Jack's magical beans may have produced beanstalks that grew and grew into the sky, but something about normal, run-of-the-mill plants limits their reach upward. For more than a century, scientists have tried to find out which part of the plant both drives and curbs growth: is it a shoot's outer waxy layer? Its inner layer studded with chloroplasts? Or the vascular system that moves nutrients and water? The answer could have great implications for modern agriculture, which desires a modern magical bean or two.
Now, in the March 8 issue of the journal Nature, researchers in the Plant Biology Laboratory at the Salk Institute for Biological Studies provide the answer. They succeeded in making tiny plants big and big plants tiny by controlling growth signals emanating from the plant's outer layer, its epidermis.
These findings could eventually be used by agronomists to manipulate plant growth pathways to maximize crop yield, or even reduce leaf size or leaf angle in plants that need to be spaced closely together, says the study's lead author, Joanne Chory, Ph.D., professor and director of the Plant Biology Laboratory and investigator with the Howard Hughes Medical Institute.
Chory and her laboratory team have spent years helping to define how a plant "knows" when to grow and when to stop – which is a "big question in developmental biology," she says. For their experiments, they rely on the model system Arabidopsis thaliana, a small plant related to cabbage and mustard whose genome has been decoded. Over the years, the researchers have built up a whole tool kit, learning how to add and subtract genes in order to determine form and function. Among their discoveries is a class of dwarf plants whose size is about one-tenth the size of a single leaf of the full-sized plant.

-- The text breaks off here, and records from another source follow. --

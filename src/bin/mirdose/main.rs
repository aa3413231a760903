mod cli;
mod progress;

fn main() -> Result<()> {
    let args = Cli::parse();
    env_logger::Builder::from_env(env_logger::Env::default().default_filter_or("warn")).init();

    rayon::ThreadPoolBuilder::new().num_threads(args.threads).build_global()
        .unwrap_or_else(|e| log::warn!("could not configure {} threads: {e}", args.threads));

    let config = match &args.config {
        Some(path) => read_config_file(path)?,
        None       => Config::default(),
    };
    let registry = config.registry()?;

    match args.command {
        Command::Svalue { dataset, kernel, voxel_size, offset } => {
            let library = load_library(&dataset)?;
            let Kernel { source, tissue, physics } = kernel;
            let s = library.interpolate(source, tissue, physics, voxel_size, offset)?;
            let [x, y, z] = offset;
            println!("{}\t{x},{y},{z}\t{s:e}", mm_(voxel_size));
        }

        Command::Profile { dataset, kernel, voxel_size, n } => {
            let library = load_library(&dataset)?;
            let Kernel { source, tissue, physics } = kernel;
            let profile = analysis::profile(&library, KernelSelection { source, tissue, physics }, voxel_size, n)?;
            println!("# {} {source} {tissue} {physics}: distance/mm\tS\tsigma", library.nuclide());
            for (i, (d, s)) in profile.distance.iter().zip(&profile.svalue).enumerate() {
                match &profile.uncertainty {
                    Some(u) => println!("{d}\t{s:e}\t{:e}", u[i]),
                    None    => println!("{d}\t{s:e}"),
                }
            }
        }

        Command::Compare { dataset, tissue, baseline, kernels, voxel_size, n } => {
            let library = load_library(&dataset)?;
            let denominator = baseline.selection(tissue);
            let sizes = if voxel_size.is_empty() {
                library.voxel_sizes(denominator.source, tissue, denominator.physics).into_iter().map(mm).collect()
            } else { voxel_size };
            println!("# {} {tissue}: (kernel - {baseline}) / {baseline}, %", library.nuclide());
            for size in sizes {
                for kernel in &kernels {
                    let diffs = analysis::percent_differences(&library, kernel.selection(tissue), denominator, size, n)?;
                    println!("{}\t{kernel}\t{}", mm_(size), diffs.iter().map(|d| format!("{d:.2}")).join("\t"));
                }
            }
        }

        Command::Bed { patient, nuclide, out } => {
            let lambda = registry.resolve_str(&nuclide)?;
            let (dose, masks) = load_patient(&patient)?;
            let mut timing = Timing::new();
            timing.start("Calculating BED");
            let bed = BedCalculator::new(&config.tissues, lambda).compute(&dose, &masks)?;
            timing.done();
            let out = out.unwrap_or_else(|| bed_destination(&patient.dose));
            RawVolumes.write_dose_volume(&bed, &out)?;
            println!("Wrote BED in {} to {}", bed.unit, out.display());
        }

        Command::Dvh { patient, rois, bins } => {
            let (dose, masks) = load_patient(&patient)?;
            let progress = progress::Progress::new(&rois);
            let dvhs = Dvh::for_rois(&dose.data, &masks, &rois, bins, |roi| progress.roi_done(roi))?;
            progress.finish();
            println!("# dose/{}\t{}", dose.unit, rois.iter().join("\t"));
            for h in 0..bins {
                let threshold = h as f64 * dvhs[0].1.bin_width;
                let row = dvhs.iter().map(|(_, dvh)| format!("{:.3}", dvh.volume_percent[h])).join("\t");
                println!("{threshold:.4}\t{row}");
            }
        }
    }
    Ok(())
}

fn load_library(dataset: &Dataset) -> Result<KernelLibrary> {
    let nuclide: RadionuclideId = dataset.nuclide.parse()?;
    let paths = DatasetPaths { reference: dataset.reference.clone(), simulation: dataset.simulation.clone() };
    let mut timing = Timing::new();
    timing.start(&format!("Loading {nuclide} kernels"));
    let library = KernelLibrary::load(&nuclide, &paths)?;
    timing.done();
    for LoadFailure { path, error } in library.failures() {
        eprintln!("Skipped {}: {error}", path.display());
    }
    Ok(library)
}

fn load_patient(patient: &Patient) -> Result<(DoseVolume, Masks)> {
    let mut timing = Timing::new();
    timing.start("Loading dose and structures");
    let dose  = RawVolumes.load_dose_volume    (&patient.dose)?;
    let masks = RawVolumes.load_structure_masks(&patient.structures)?;
    timing.done();
    Ok((dose, masks))
}

/// `BEDCalculation_<stem>.toml` in the directory of `dose`
fn bed_destination(dose: &Path) -> PathBuf {
    let stem = dose.file_stem().map(|s| s.to_string_lossy()).unwrap_or_default();
    dose.with_file_name(format!("BEDCalculation_{stem}.toml"))
}



// ----- Imports -----------------------------------------------------------------------------------------
use std::path::{Path, PathBuf};
use clap::Parser;
use itertools::Itertools;
use units::{mm, mm_};
use mirdose::{
    DatasetPaths, DoseVolume, KernelLibrary, LoadFailure, Masks, RadionuclideId, Result,
    analysis::{self, KernelSelection},
    config::radiobiology::{read_config_file, Config},
    dose::{bed::BedCalculator, dvh::Dvh},
    io::{PatientImaging, volume::RawVolumes},
    utils::timing::Progress as Timing,
};
use cli::{Cli, Command, Dataset, Kernel, Patient};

Over the past decade, Chory's laboratory and others have shown that these dwarf plants are defective in making or responding to a steroid hormone called brassinolide. Among the genes identified was the plant steroid receptor, BRI1 ("bry-one") that is activated by the steroid. The dwarfed Arabidopsis doesn't express BRI1 at all, unlike normal Arabidopsis, which expresses BRI1 on both the outer waxy, protective epidermis (covering the whole leaf and shoot), and the inner sub-epidermal layer, which contains the chloroplasts that conduct photosynthesis.
In the current study, first author Sigal Savaldi-Goldstein, Ph.D., a postdoctoral researcher in the Plant Biology Laboratory, and Charles Peto, an electron microscopy specialist in the Laboratory of Neuronal Structure and Function, conducted a series of experiments that addressed an old debated question: what tissues of the leaf drive or restrict growth? The answer was simple: the epidermis is in control.
They found that when they drive the expression of the BRI1 receptor in the epidermis of a dwarf Arabidopsis, while leaving the sub-epidermal layer as it was (without BRI1 receptors), the tiny plant morphed into a full-sized plant. In the second set of experiments, they used an enzyme to break down the steroid hormones in the epidermis, and found that a normal sized plant shrunk into a dwarf. "These are simple experiments, but it took 10 years of work in order for us to be able to ask this question," Chory says.
"A second remarkable finding from the study is that "cells in the outer layer talk to the cells in the inner layers, telling them when to grow or to stop growing. This communication is very important to the life of a plant, which can't move and so must have a coordinated system to respond to a changing environment," explains Savaldi-Goldstein.